What do you do when demons have infested your covenant?

The magi were gathering to cast the Aegis of the Hearth, when one of the grogs, having second sight, shouted out about a shadowy figure looming over one of the elderly magi. The magus himself, Oswald of Elk's Run in Hibernia, follower of Bonisagus, was too sickly to take much notice, but other magi were concerned. None of the magi were able to see this figure, not even with a serious InVi spell. A little later she saw a second figure, which also one of the magi, with second sight himself, could see. He seemed to be identical to a person who, posing as a follower of Bonisagus, had introduced two magi to a demonic cult, and was invited into the Aegis with a token two years prior by a third magus. The invitation was revoked when the three magi discussed the matter, but maybe he had stayed inside the Aegis since then. It seems that the two immaterial beings took part in the Aegis ritual so as not to be hampered by it for the next year. While there is no proof that they are demons, there are some clues pointing that direction.

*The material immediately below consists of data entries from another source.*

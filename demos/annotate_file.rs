extern crate hanyu;

use std::{
    env,
    fs::File,
    io::{self, BufReader},
    process,
};

use hanyu::{AnnotationFormat, OutputFormat, Pinyin};

fn main() {
    let args: Vec<String> = env::args().collect();

    if args.len() < 2 {
        eprintln!("Usage: cargo run --example annotate_file -- <path/to/file.txt>");
        process::exit(1);
    }

    let filepath = &args[1];
    println!("Processing file: {filepath}\n");

    let pinyin = Pinyin::new();

    let file = match File::open(filepath) {
        Ok(file) => file,
        Err(e) => {
            eprintln!("Error: Failed to open file '{filepath}': {e}");
            process::exit(1);
        }
    };

    let reader = BufReader::new(file);

    if let Err(e) = pinyin.convert_file(
        reader,
        io::stdout().lock(),
        &OutputFormat::default(),
        AnnotationFormat::Plain,
        None,  // max_lines
        false, // silent
    ) {
        eprintln!("{e}")
    };
}
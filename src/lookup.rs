//! The character → raw-syllable-list table, loaded once from a
//! Pinyin4net-format JSON dataset and read-only thereafter.

use indexmap::IndexMap;
use regex::Regex;
use serde::Deserialize;
use std::sync::LazyLock;

/// A comma-joined list of raw syllables: lowercase letters with an
/// optional embedded `u:` placeholder and an optional trailing tone digit.
static RAW_SYLLABLES_RE: LazyLock<Regex> = LazyLock::new(|| {
    let syllable = r"[a-z]+(?:u:[a-z]*)?[1-5]?";
    Regex::new(&format!("^{syllable}(?:,{syllable})*$")).unwrap()
});

#[derive(Debug, Deserialize)]
struct PinyinItems {
    items: Vec<PinyinItem>,
}

/// One dataset record: an uppercase-hex code point and its comma-joined
/// raw syllables. Simplified and Traditional characters may carry the
/// same list.
#[derive(Debug, Deserialize)]
struct PinyinItem {
    unicode: String,
    hanyu: String,
}

/// Immutable mapping from a character to its raw tone-numbered syllables,
/// in dataset order.
///
/// Built once; never mutated afterwards, so a `&SyllableLookup` is safe to
/// share across threads without locking.
#[derive(Debug, Clone, Default)]
pub struct SyllableLookup {
    table: IndexMap<char, String>,
}

impl SyllableLookup {
    /// Builds the lookup from the dataset bundled into the binary.
    pub fn bundled() -> Self {
        Self::from_json(include_str!("../data/unicode_to_hanyu_pinyin.json"))
            .expect("invalid bundled dataset")
    }

    /// Builds the lookup from a Pinyin4net-format JSON dataset:
    /// `{"items": [{"unicode": "<HEX>", "hanyu": "<syllables>"}, ...]}`.
    ///
    /// Records with an empty syllable list, an unparseable code point, or
    /// a malformed syllable list are skipped.
    pub fn from_json(json: &str) -> Result<Self, serde_json::Error> {
        let items: PinyinItems = serde_json::from_str(json)?;
        let mut table = IndexMap::with_capacity(items.items.len());

        for item in items.items {
            let ch = match u32::from_str_radix(&item.unicode, 16)
                .ok()
                .and_then(char::from_u32)
            {
                Some(ch) => ch,
                None => continue,
            };
            if item.hanyu.is_empty() || !RAW_SYLLABLES_RE.is_match(&item.hanyu) {
                continue;
            }
            table.insert(ch, item.hanyu);
        }

        Ok(Self { table })
    }

    /// All raw syllables of `ch`, preserving dataset order — callers index
    /// multi-pronunciation results positionally. `None` when the character
    /// has no known pinyin.
    pub fn raw_syllables(&self, ch: char) -> Option<impl Iterator<Item = &str>> {
        self.table.get(&ch).map(|list| list.split(','))
    }

    pub fn contains(&self, ch: char) -> bool {
        self.table.contains_key(&ch)
    }

    pub fn len(&self) -> usize {
        self.table.len()
    }

    pub fn is_empty(&self) -> bool {
        self.table.is_empty()
    }
}

#[cfg(test)]
mod tests {
    use super::*;

    #[test]
    fn skips_malformed_records() {
        let lookup = SyllableLookup::from_json(
            r#"{"items": [
                {"unicode": "674E", "hanyu": "li3"},
                {"unicode": "5415", "hanyu": ""},
                {"unicode": "XYZ", "hanyu": "li3"},
                {"unicode": "110000", "hanyu": "li3"},
                {"unicode": "507B", "hanyu": "not pinyin!"}
            ]}"#,
        )
        .unwrap();

        assert_eq!(lookup.len(), 1);
        assert!(lookup.contains('李'));
        assert!(!lookup.contains('吕'));
        assert!(!lookup.contains('偻'));
    }

    #[test]
    fn preserves_syllable_order() {
        let lookup =
            SyllableLookup::from_json(r#"{"items": [{"unicode": "507B", "hanyu": "lou2,lu:3"}]}"#)
                .unwrap();

        let syllables: Vec<&str> = lookup.raw_syllables('偻').unwrap().collect();
        assert_eq!(syllables, ["lou2", "lu:3"]);
    }

    #[test]
    fn bundled_dataset_loads() {
        let lookup = SyllableLookup::bundled();
        assert!(!lookup.is_empty());
        assert!(lookup.contains('中'));
    }
}
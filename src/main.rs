//! Command-line interface for hanyu.

use clap::Parser;
use hanyu::{
    AnnotationFormat, CaseType, CharAnnotation, ConversionError, FormatError, OutputFormat,
    Pinyin, ToneType, VCharType,
};
use rustyline::error::ReadlineError;
use rustyline::DefaultEditor;
use std::fs;
use std::io::{self, BufRead, BufReader, BufWriter, IsTerminal, Write};
use std::path::PathBuf;
use thiserror::Error;
use unicode_width::UnicodeWidthStr;

#[derive(Error, Debug)]
enum HanyuError {
    #[error("Failed to open input file '{path}': {source}")]
    InputFileOpen { path: PathBuf, source: io::Error },

    #[error("Failed to create output file '{path}': {source}")]
    OutputFileCreate { path: PathBuf, source: io::Error },

    #[error(transparent)]
    Io(#[from] io::Error),

    #[error("REPL error: {0}")]
    Repl(#[from] ReadlineError),

    #[error("Invalid output format: {0}")]
    Format(#[from] FormatError),

    #[error("Conversion failed: {0}")]
    Conversion(#[from] ConversionError),
}

#[derive(Parser, Debug)]
#[command(version, about)]
struct Cli {
    /// Direct text input; every character is annotated with its pinyin.
    #[arg(value_name = "DIRECT_INPUT")]
    direct_input: Vec<String>,

    /// Input file path (default: stdin).
    #[arg(short, long, value_name = "FILE")]
    input_filename: Option<PathBuf>,

    /// Output file path (default: stdout).
    #[arg(short, long, value_name = "FILE")]
    output_filename: Option<PathBuf>,

    /// Tone notation of the rendered syllables.
    #[arg(short, long, value_enum, default_value_t = ToneType::default())]
    tone_type: ToneType,

    /// Spelling of the `ü` vowel.
    #[arg(long, value_enum, default_value_t = VCharType::default())]
    v_char: VCharType,

    /// Render syllables in uppercase.
    #[arg(short, long, action = clap::ArgAction::SetTrue)]
    uppercase: bool,

    /// Output layout. 'json' provides one annotation array per line.
    #[arg(short = 'f', long, value_enum, default_value_t = AnnotationFormat::default())]
    output_format: AnnotationFormat,

    /// Limit processing to the first n lines of a file.
    #[arg(long)]
    max_lines: Option<usize>,

    /// Suppress progress indicators.
    #[arg(long, action = clap::ArgAction::SetTrue)]
    silent: bool,
}

impl Cli {
    fn format(&self) -> OutputFormat {
        OutputFormat {
            tone_type: self.tone_type,
            v_char_type: self.v_char,
            case_type: if self.uppercase {
                CaseType::Upper
            } else {
                CaseType::Lower
            },
        }
    }
}

fn main() {
    if let Err(err) = run() {
        if let HanyuError::Io(e) = &err
            && e.kind() == io::ErrorKind::BrokenPipe
        {
            return;
        }

        eprintln!("Error: {}", err);
        std::process::exit(1);
    }
}

fn run() -> Result<(), HanyuError> {
    let cli = Cli::parse();
    cli.format().validate()?;

    let pinyin = Pinyin::new();

    if cli.direct_input.is_empty() && cli.input_filename.is_none() && io::stdin().is_terminal() {
        run_repl(&pinyin, &cli)?;
        return Ok(());
    }

    let mut writer = get_writer(&cli.output_filename)?;

    if !cli.direct_input.is_empty() {
        process_direct_input(&pinyin, &cli, &mut writer)?;
    }

    if cli.input_filename.is_some() || cli.direct_input.is_empty() {
        process_stream(&pinyin, &cli, &mut writer)?;
    }

    writer.flush()?;

    Ok(())
}

fn process_direct_input(
    pinyin: &Pinyin,
    cli: &Cli,
    writer: &mut dyn Write,
) -> Result<(), HanyuError> {
    let format = cli.format();
    for s in &cli.direct_input {
        let result = pinyin.convert_line(s, &format, cli.output_format)?;
        writeln!(writer, "{}", result.to_output_string()?)?;
    }
    Ok(())
}

fn process_stream(pinyin: &Pinyin, cli: &Cli, writer: &mut dyn Write) -> Result<(), HanyuError> {
    let reader = get_reader(&cli.input_filename)?;

    pinyin.convert_file(
        reader,
        writer,
        &cli.format(),
        cli.output_format,
        cli.max_lines,
        cli.silent,
    )?;
    Ok(())
}

fn get_reader(path: &Option<PathBuf>) -> Result<Box<dyn BufRead>, HanyuError> {
    match path {
        Some(p) => {
            let file = fs::File::open(p).map_err(|e| HanyuError::InputFileOpen {
                path: p.clone(),
                source: e,
            })?;
            Ok(Box::new(BufReader::new(file)))
        }
        None => Ok(Box::new(BufReader::new(io::stdin()))),
    }
}

fn get_writer(path: &Option<PathBuf>) -> Result<Box<dyn Write>, HanyuError> {
    match path {
        Some(p) => {
            let file = fs::File::create(p).map_err(|e| HanyuError::OutputFileCreate {
                path: p.clone(),
                source: e,
            })?;
            Ok(Box::new(BufWriter::new(file)))
        }
        None => Ok(Box::new(BufWriter::new(io::stdout()))),
    }
}

fn run_repl(pinyin: &Pinyin, cli: &Cli) -> Result<(), HanyuError> {
    let mut rl = DefaultEditor::new()?;

    let history_path = || -> Option<PathBuf> {
        let mut path = dirs::cache_dir()?;
        path.push("hanyu");
        fs::create_dir_all(&path).ok()?;
        path.push("history.txt");
        Some(path)
    };

    if let Some(path) = history_path()
        && rl.load_history(&path).is_err()
    {}

    let format = cli.format();

    loop {
        let readline = rl.readline(">> ");

        match readline {
            Ok(line) => {
                rl.add_history_entry(&line)?;

                if line.trim() == ":exit" || line.trim() == ":quit" {
                    break;
                }

                if line.trim().is_empty() {
                    continue;
                }

                match pinyin.annotate(line.trim(), &format) {
                    Ok(annotations) => print_annotations(&annotations),
                    Err(e) => eprintln!("Conversion error: {}", e),
                }
            }
            Err(ReadlineError::Interrupted) => {
                println!("Interrupted. To exit, press Ctrl-D or type :exit.");
                continue;
            }
            Err(ReadlineError::Eof) => {
                println!("Exiting.");
                break;
            }
            Err(err) => {
                eprintln!("REPL Error: {}", err);
                break;
            }
        }
    }

    if let Some(path) = history_path()
        && let Err(err) = rl.save_history(&path)
    {
        eprintln!("Warning: could not save history to {:?}: {}", path, err);
    }

    Ok(())
}

fn print_annotations(annotations: &[CharAnnotation]) {
    let column = annotations
        .iter()
        .map(|annotation| annotation.grapheme.width())
        .max()
        .unwrap_or(0);

    for annotation in annotations {
        if annotation.grapheme.trim().is_empty() {
            continue;
        }
        let readings = match &annotation.pinyin {
            Some(readings) => readings.join(", "),
            None => "-".to_string(),
        };
        let pad = column.saturating_sub(annotation.grapheme.width());
        println!("{}{}  {}", annotation.grapheme, " ".repeat(pad), readings);
    }
}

So far the uninvited residents have not done much harm. One of the magi got an urge of avarice and stole two books from the private collection of a senior magus, and another was approached by one with an offer of help and support to assume leadership and «make the covenant great».

Now, the question. You know that there are two unwelcome, alien entities living inside your covenant, taking part in the Aegis ritual, but only one or two people can see them, and nobody has any spells to affect them. What do you do? What can you do?

Yes, I realise that there may be questions over the interpretation of the infernal and the aegis, and I am happy to discuss those at well.

That's really bad.

(1) Either get a few good demon hunting magi from somewhere and trust them to save you instead of ratting you out.
(2) Or throw yourself at the mercy of the Lord, have a chapel consecrated in your covenant with a good relic, agree that the bishop will visit it up to once a year, get a good steady and reticent chaplain, and have him purge the covenant. (I assume that your covenant is in a Catholic area: if not, details will vary a lot.)
(3) Or give up the covenant and join another with a better maintained Aegis. And no, you cannot just set up a new Aegis somewhere else yourself: your new friends can follow you there before the new Aegis is up.
(4) Or just live with your new guests and hope that very few notice it.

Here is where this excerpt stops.